Each entry below must be repeated word for word.

[[ Records to process, beginning ]]

// MySQLの行とドメインモデルの相互変換

use crate::domain::model::{
    Category, CategoryId, Order, OrderId, OrderItem, OrderItemId, Price, Product, ProductId,
    Quantity, UserId,
};
use crate::domain::port::RepositoryError;
use chrono::{DateTime, Utc};
use sqlx::mysql::MySqlRow;
use sqlx::Row;

pub(super) const CATEGORY_COLUMNS: &str = "id, name";
pub(super) const PRODUCT_COLUMNS: &str = "id, category_id, name, description, price, stock";
pub(super) const ORDER_COLUMNS: &str = "id, user_id, checked_out, created_at, updated_at";
pub(super) const ORDER_ITEM_COLUMNS: &str = "id, order_id, product_id, quantity";

fn fetch_failed(what: &str, e: impl std::fmt::Display) -> RepositoryError {
    RepositoryError::FetchFailed(format!("{}の解析に失敗しました: {}", what, e))
}

fn column<'r, T>(row: &'r MySqlRow, name: &str) -> Result<T, RepositoryError>
where
    T: sqlx::Decode<'r, sqlx::MySql> + sqlx::Type<sqlx::MySql>,
{
    row.try_get(name).map_err(|e| fetch_failed(name, e))
}

pub(super) fn category_from_row(row: &MySqlRow) -> Result<Category, RepositoryError> {
    let id = CategoryId::from_string(&column::<String>(row, "id")?)
        .map_err(|e| fetch_failed("カテゴリID", e))?;
    Ok(Category::reconstruct(id, column(row, "name")?))
}

pub(super) fn product_from_row(row: &MySqlRow) -> Result<Product, RepositoryError> {
    let id = ProductId::from_string(&column::<String>(row, "id")?)
        .map_err(|e| fetch_failed("商品ID", e))?;
    let category_id = CategoryId::from_string(&column::<String>(row, "category_id")?)
        .map_err(|e| fetch_failed("カテゴリID", e))?;
    let price = Price::new(column::<i64>(row, "price")?).map_err(|e| fetch_failed("価格", e))?;
    let stock = u32::try_from(column::<i32>(row, "stock")?).map_err(|e| fetch_failed("在庫数", e))?;

    Ok(Product::reconstruct(
        id,
        category_id,
        column(row, "name")?,
        column(row, "description")?,
        price,
        stock,
    ))
}

pub(super) fn order_from_row(row: &MySqlRow) -> Result<Order, RepositoryError> {
    let id = OrderId::from_string(&column::<String>(row, "id")?)
        .map_err(|e| fetch_failed("注文ID", e))?;
    let user_id = UserId::from_string(&column::<String>(row, "user_id")?)
        .map_err(|e| fetch_failed("ユーザーID", e))?;

    Ok(Order::reconstruct(
        id,
        user_id,
        column(row, "checked_out")?,
        column::<DateTime<Utc>>(row, "created_at")?,
        column::<DateTime<Utc>>(row, "updated_at")?,
    ))
}

pub(super) fn order_item_from_row(row: &MySqlRow) -> Result<OrderItem, RepositoryError> {
    let id = OrderItemId::from_string(&column::<String>(row, "id")?)
        .map_err(|e| fetch_failed("注文明細ID", e))?;
    let order_id = OrderId::from_string(&column::<String>(row, "order_id")?)
        .map_err(|e| fetch_failed("注文ID", e))?;
    let product_id = ProductId::from_string(&column::<String>(row, "product_id")?)
        .map_err(|e| fetch_failed("商品ID", e))?;
    let quantity = Quantity::new(i64::from(column::<u32>(row, "quantity")?))
        .map_err(|e| fetch_failed("数量", e))?;

    Ok(OrderItem::new(id, order_id, product_id, quantity))
}

/// 複数行をまとめて変換する
pub(super) fn map_rows<T>(
    rows: &[MySqlRow],
    map: fn(&MySqlRow) -> Result<T, RepositoryError>,
) -> Result<Vec<T>, RepositoryError> {
    rows.iter().map(map).collect()
}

[[ Records to process, end ]]

**Answer to this exercise:**
// MySQLの行とドメインモデルの相互変換

use crate::domain::model::{
    Category, CategoryId, Order, OrderId, OrderItem, OrderItemId, Price, Product, ProductId,
    Quantity, UserId,
};
use crate::domain::port::RepositoryError;
use chrono::{DateTime, Utc};
use sqlx::mysql::MySqlRow;
use sqlx::Row;

pub(super) const CATEGORY_COLUMNS: &str = "id, name";
pub(super) const PRODUCT_COLUMNS: &str = "id, category_id, name, description, price, stock";
pub(super) const ORDER_COLUMNS: &str = "id, user_id, checked_out, created_at, updated_at";
pub(super) const ORDER_ITEM_COLUMNS: &str = "id, order_id, product_id, quantity";

fn fetch_failed(what: &str, e: impl std::fmt::Display) -> RepositoryError {
    RepositoryError::FetchFailed(format!("{}の解析に失敗しました: {}", what, e))
}

fn column<'r, T>(row: &'r MySqlRow, name: &str) -> Result<T, RepositoryError>
where
    T: sqlx::Decode<'r, sqlx::MySql> + sqlx::Type<sqlx::MySql>,
{
    row.try_get(name).map_err(|e| fetch_failed(name, e))
}

pub(super) fn category_from_row(row: &MySqlRow) -> Result<Category, RepositoryError> {
    let id = CategoryId::from_string(&column::<String>(row, "id")?)
        .map_err(|e| fetch_failed("カテゴリID", e))?;
    Ok(Category::reconstruct(id, column(row, "name")?))
}

pub(super) fn product_from_row(row: &MySqlRow) -> Result<Product, RepositoryError> {
    let id = ProductId::from_string(&column::<String>(row, "id")?)
        .map_err(|e| fetch_failed("商品ID", e))?;
    let category_id = CategoryId::from_string(&column::<String>(row, "category_id")?)
        .map_err(|e| fetch_failed("カテゴリID", e))?;
    let price = Price::new(column::<i64>(row, "price")?).map_err(|e| fetch_failed("価格", e))?;
    let stock = u32::try_from(column::<i32>(row, "stock")?).map_err(|e| fetch_failed("在庫数", e))?;

    Ok(Product::reconstruct(
        id,
        category_id,
        column(row, "name")?,
        column(row, "description")?,
        price,
        stock,
    ))
}

pub(super) fn order_from_row(row: &MySqlRow) -> Result<Order, RepositoryError> {
    let id = OrderId::from_string(&column::<String>(row, "id")?)
        .map_err(|e| fetch_failed("注文ID", e))?;
    let user_id = UserId::from_string(&column::<String>(row, "user_id")?)
        .map_err(|e| fetch_failed("ユーザーID", e))?;

    Ok(Order::reconstruct(
        id,
        user_id,
        column(row, "checked_out")?,
        column::<DateTime<Utc>>(row, "created_at")?,
        column::<DateTime<Utc>>(row, "updated_at")?,
    ))
}

pub(super) fn order_item_from_row(row: &MySqlRow) -> Result<OrderItem, RepositoryError> {
    let id = OrderItemId::from_string(&column::<String>(row, "id")?)
        .map_err(|e| fetch_failed("注文明細ID", e))?;
    let order_id = OrderId::from_string(&column::<String>(row, "order_id")?)
        .map_err(|e| fetch_failed("注文ID", e))?;
    let product_id = ProductId::from_string(&column::<String>(row, "product_id")?)
        .map_err(|e| fetch_failed("商品ID", e))?;
    let quantity = Quantity::new(i64::from(column::<u32>(row, "quantity")?))
        .map_err(|e| fetch_failed("数量", e))?;

    Ok(OrderItem::new(id, order_id, product_id, quantity))
}

/// 複数行をまとめて変換する
pub(super) fn map_rows<T>(
    rows: &[MySqlRow],
    map: fn(&MySqlRow) -> Result<T, RepositoryError>,
) -> Result<Vec<T>, RepositoryError> {
    rows.iter().map(map).collect()
}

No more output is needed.